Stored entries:
--------------------

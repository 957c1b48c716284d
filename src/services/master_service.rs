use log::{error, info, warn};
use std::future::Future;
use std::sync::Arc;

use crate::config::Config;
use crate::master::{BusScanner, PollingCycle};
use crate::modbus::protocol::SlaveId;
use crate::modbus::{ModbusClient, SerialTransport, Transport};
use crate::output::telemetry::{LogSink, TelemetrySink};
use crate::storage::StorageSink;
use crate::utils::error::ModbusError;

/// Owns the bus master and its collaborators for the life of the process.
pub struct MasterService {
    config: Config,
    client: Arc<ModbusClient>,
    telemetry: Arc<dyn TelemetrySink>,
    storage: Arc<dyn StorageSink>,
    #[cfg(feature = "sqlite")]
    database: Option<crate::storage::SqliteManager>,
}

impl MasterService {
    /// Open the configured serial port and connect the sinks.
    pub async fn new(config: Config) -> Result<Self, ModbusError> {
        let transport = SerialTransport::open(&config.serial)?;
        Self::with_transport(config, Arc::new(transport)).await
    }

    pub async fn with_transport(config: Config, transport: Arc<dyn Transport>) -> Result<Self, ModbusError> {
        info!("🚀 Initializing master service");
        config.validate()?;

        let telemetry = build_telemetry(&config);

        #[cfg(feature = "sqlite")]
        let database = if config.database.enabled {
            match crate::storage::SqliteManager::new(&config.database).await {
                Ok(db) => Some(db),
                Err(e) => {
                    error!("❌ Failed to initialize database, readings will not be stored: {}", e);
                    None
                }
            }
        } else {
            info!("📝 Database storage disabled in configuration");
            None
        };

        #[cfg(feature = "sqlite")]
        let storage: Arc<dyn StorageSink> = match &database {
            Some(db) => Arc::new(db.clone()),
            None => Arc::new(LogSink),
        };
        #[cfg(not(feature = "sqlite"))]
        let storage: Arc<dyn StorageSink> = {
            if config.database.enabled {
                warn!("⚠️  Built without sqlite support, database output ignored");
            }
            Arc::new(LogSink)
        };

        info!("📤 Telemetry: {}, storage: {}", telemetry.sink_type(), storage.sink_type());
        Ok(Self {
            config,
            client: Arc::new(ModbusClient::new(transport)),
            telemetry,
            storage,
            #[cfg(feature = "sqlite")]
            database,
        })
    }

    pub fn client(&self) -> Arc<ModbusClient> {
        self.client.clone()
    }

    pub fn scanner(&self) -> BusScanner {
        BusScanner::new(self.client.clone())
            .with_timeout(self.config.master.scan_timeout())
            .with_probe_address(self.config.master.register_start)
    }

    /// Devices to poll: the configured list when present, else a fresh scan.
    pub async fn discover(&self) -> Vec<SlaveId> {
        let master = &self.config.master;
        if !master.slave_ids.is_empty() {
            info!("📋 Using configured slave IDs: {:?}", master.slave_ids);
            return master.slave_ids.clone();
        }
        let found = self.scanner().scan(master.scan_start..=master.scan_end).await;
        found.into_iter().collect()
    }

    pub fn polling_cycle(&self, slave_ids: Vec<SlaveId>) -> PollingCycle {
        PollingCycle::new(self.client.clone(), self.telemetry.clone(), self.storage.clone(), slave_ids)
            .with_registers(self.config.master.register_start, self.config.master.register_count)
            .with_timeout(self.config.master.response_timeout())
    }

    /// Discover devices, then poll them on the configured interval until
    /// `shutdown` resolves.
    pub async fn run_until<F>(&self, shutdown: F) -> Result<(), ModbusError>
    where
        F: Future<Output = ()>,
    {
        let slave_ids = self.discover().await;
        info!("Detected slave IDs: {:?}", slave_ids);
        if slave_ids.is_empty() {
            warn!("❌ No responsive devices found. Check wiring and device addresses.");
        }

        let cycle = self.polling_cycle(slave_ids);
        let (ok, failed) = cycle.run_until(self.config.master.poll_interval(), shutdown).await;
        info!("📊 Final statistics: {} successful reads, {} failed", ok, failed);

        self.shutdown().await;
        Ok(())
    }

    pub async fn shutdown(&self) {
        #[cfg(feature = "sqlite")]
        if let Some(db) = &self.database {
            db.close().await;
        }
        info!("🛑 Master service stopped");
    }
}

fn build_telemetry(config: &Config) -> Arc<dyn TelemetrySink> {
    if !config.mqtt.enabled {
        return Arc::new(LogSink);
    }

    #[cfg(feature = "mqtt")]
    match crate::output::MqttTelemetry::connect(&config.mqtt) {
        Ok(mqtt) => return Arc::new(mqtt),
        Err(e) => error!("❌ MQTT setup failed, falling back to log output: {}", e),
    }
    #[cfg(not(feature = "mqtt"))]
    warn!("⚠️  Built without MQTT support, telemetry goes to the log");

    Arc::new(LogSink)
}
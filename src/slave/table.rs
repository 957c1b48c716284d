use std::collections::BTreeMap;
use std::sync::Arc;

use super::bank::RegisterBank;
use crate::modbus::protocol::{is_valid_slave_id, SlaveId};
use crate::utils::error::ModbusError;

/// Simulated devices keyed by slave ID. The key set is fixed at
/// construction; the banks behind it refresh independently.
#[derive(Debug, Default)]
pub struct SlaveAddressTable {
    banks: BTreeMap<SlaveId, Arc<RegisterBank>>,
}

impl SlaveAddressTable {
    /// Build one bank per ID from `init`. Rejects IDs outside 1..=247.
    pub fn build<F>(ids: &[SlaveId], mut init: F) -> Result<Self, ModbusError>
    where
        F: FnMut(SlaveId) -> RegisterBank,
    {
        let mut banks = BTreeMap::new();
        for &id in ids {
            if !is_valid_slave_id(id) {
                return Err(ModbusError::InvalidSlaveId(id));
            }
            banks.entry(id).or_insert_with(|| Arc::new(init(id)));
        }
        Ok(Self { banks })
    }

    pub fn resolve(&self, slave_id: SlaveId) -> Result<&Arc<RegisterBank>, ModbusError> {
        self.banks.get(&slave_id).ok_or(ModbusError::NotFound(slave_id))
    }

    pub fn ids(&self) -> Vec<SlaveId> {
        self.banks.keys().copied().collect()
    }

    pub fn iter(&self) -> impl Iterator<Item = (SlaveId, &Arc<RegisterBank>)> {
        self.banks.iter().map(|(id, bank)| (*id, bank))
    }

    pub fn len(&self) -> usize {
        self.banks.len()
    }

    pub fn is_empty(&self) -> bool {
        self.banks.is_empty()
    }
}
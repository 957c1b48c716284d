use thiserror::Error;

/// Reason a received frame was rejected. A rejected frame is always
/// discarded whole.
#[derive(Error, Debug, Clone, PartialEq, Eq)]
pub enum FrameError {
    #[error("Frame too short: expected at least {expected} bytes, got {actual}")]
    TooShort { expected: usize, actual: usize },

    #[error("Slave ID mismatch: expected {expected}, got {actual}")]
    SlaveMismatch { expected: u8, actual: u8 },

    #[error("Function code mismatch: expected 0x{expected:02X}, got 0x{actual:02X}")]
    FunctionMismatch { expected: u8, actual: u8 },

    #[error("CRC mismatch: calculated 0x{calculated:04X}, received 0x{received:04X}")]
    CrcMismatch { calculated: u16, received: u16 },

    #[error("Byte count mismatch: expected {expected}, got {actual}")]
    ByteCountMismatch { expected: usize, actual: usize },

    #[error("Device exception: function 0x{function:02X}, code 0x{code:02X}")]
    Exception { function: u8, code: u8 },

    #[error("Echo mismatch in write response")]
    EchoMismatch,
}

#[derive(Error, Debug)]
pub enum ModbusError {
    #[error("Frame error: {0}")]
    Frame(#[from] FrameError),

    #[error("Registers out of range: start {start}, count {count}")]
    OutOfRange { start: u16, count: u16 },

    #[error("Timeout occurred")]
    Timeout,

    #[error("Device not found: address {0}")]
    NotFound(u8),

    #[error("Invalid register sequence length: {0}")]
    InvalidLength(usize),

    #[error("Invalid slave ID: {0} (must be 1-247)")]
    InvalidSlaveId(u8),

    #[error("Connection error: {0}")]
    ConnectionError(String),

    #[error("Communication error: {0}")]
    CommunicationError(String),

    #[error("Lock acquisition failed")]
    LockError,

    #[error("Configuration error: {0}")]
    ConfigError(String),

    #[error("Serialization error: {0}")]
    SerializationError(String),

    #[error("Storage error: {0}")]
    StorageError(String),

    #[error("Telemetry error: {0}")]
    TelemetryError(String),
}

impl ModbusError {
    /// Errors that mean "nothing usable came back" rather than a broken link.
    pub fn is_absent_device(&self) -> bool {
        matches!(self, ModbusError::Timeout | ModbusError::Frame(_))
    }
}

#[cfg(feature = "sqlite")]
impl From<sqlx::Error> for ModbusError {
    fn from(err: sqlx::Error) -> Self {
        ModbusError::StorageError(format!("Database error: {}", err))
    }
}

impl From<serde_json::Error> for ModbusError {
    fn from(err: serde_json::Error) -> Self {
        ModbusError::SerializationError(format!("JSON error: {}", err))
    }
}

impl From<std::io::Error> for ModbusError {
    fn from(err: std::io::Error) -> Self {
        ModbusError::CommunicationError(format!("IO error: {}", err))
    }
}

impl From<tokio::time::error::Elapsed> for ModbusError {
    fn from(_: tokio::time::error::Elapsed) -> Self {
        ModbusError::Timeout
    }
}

--------------------

Note each line above that holds "RegisterBank", then copy all of them.

use super::bank::RegisterBank;
    banks: BTreeMap<SlaveId, Arc<RegisterBank>>,
        F: FnMut(SlaveId) -> RegisterBank,
    pub fn resolve(&self, slave_id: SlaveId) -> Result<&Arc<RegisterBank>, ModbusError> {
    pub fn iter(&self) -> impl Iterator<Item = (SlaveId, &Arc<RegisterBank>)> {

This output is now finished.